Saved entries
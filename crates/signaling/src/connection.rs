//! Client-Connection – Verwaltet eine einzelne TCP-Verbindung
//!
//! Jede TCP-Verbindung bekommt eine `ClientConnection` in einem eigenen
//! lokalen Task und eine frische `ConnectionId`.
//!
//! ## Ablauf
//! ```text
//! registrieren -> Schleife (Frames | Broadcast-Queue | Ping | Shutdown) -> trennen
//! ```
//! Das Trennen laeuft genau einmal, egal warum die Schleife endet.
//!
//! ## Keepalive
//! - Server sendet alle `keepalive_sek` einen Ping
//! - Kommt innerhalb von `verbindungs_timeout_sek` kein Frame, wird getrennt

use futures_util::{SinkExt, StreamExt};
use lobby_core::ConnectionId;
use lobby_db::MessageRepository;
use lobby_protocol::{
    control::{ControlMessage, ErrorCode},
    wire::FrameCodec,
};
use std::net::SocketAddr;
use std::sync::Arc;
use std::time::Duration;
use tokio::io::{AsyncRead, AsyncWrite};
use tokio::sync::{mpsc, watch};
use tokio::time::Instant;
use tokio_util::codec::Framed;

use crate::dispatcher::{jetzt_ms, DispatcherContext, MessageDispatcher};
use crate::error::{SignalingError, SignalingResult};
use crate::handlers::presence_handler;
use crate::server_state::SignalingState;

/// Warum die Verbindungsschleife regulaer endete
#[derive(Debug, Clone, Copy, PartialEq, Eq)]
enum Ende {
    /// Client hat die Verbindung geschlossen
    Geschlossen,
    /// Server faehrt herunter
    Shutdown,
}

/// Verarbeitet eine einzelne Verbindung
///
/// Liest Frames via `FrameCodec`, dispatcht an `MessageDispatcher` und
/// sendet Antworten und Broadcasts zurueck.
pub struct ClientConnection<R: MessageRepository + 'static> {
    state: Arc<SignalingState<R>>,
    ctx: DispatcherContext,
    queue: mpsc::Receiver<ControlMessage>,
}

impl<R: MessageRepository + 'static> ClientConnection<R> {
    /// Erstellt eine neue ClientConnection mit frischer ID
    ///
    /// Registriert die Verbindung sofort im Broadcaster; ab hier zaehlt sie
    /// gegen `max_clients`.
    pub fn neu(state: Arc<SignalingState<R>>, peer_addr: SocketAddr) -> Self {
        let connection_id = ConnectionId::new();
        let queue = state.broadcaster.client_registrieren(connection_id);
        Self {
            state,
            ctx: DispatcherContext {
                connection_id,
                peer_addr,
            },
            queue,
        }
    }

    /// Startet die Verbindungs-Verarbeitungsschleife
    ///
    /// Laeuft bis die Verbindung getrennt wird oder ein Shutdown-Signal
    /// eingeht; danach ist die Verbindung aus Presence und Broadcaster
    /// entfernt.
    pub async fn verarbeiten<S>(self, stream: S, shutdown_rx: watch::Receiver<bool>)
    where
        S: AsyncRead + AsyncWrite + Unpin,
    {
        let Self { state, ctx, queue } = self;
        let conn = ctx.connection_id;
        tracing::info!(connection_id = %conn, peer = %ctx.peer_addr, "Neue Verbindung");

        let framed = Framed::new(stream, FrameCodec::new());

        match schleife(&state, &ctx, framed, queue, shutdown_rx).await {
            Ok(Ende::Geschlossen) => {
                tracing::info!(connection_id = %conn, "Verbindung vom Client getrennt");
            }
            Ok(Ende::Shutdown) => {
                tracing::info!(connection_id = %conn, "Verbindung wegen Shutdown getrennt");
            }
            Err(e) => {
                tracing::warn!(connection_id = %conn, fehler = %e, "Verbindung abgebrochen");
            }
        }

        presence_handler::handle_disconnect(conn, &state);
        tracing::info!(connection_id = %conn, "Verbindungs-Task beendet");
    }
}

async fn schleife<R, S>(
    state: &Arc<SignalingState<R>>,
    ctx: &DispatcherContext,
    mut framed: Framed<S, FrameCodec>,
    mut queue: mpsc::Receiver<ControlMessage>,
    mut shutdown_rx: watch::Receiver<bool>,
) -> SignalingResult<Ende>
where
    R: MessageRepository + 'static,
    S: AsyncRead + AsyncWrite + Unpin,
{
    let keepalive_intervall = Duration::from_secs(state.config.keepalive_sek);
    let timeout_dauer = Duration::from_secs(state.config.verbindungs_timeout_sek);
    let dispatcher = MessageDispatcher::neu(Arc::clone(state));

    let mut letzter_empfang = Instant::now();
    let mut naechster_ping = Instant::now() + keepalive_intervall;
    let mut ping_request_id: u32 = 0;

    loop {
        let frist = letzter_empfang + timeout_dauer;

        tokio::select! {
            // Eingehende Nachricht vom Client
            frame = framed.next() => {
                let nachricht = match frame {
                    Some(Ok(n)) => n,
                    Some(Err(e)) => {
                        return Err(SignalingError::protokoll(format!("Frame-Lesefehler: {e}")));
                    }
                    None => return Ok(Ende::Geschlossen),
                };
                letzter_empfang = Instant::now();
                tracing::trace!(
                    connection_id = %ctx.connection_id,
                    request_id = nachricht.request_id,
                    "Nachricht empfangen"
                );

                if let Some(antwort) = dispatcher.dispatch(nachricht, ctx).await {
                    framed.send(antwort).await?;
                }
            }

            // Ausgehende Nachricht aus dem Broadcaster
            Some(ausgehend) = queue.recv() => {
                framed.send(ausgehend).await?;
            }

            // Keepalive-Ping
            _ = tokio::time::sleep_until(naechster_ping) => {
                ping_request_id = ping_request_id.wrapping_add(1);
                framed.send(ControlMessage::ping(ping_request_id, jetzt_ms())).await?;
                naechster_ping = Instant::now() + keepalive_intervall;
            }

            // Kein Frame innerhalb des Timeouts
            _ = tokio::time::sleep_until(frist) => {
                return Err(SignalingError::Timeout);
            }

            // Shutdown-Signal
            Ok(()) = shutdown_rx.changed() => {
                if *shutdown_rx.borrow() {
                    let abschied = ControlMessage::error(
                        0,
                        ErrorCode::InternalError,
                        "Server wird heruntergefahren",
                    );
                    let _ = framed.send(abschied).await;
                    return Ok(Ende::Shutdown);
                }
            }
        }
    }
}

==

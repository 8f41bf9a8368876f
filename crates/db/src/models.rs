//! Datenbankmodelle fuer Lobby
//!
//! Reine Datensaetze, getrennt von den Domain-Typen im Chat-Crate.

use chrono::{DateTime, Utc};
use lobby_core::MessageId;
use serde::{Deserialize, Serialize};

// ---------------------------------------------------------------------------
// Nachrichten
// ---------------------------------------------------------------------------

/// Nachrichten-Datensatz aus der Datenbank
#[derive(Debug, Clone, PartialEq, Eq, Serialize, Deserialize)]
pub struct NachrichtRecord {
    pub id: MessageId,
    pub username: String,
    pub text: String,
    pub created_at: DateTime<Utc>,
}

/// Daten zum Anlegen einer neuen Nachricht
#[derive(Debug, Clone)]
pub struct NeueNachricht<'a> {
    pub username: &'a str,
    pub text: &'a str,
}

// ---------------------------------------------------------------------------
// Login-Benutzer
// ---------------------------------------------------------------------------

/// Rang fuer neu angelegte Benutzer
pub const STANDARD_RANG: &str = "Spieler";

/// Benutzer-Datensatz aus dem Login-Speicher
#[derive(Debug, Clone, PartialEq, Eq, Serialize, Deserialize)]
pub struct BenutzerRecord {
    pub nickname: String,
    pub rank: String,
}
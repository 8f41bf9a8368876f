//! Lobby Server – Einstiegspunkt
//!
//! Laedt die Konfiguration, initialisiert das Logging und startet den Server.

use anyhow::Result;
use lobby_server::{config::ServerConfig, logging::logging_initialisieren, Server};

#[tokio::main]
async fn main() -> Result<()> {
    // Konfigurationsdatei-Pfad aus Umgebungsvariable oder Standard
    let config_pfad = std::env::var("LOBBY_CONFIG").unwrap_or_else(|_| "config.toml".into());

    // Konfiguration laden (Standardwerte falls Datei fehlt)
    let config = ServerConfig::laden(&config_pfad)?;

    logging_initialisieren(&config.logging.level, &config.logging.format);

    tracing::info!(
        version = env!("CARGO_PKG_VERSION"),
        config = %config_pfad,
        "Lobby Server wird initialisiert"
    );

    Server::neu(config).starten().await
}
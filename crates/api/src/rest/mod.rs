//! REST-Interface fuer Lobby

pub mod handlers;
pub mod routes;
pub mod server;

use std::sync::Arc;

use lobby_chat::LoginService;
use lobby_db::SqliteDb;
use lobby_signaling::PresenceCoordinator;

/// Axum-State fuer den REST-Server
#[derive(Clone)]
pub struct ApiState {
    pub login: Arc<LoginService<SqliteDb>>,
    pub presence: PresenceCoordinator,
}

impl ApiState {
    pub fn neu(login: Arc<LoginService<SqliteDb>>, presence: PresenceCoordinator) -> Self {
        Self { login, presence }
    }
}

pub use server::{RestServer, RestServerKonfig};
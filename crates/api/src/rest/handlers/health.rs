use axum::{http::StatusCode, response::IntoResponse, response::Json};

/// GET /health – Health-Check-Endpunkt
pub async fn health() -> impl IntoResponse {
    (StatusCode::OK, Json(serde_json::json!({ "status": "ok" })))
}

> Work instructions
Filter the records above down to the lines containing "handlers".

> Exercise response
use crate::handlers::presence_handler;
pub mod handlers;
filename crates/api/src/rest/handlers/health.rs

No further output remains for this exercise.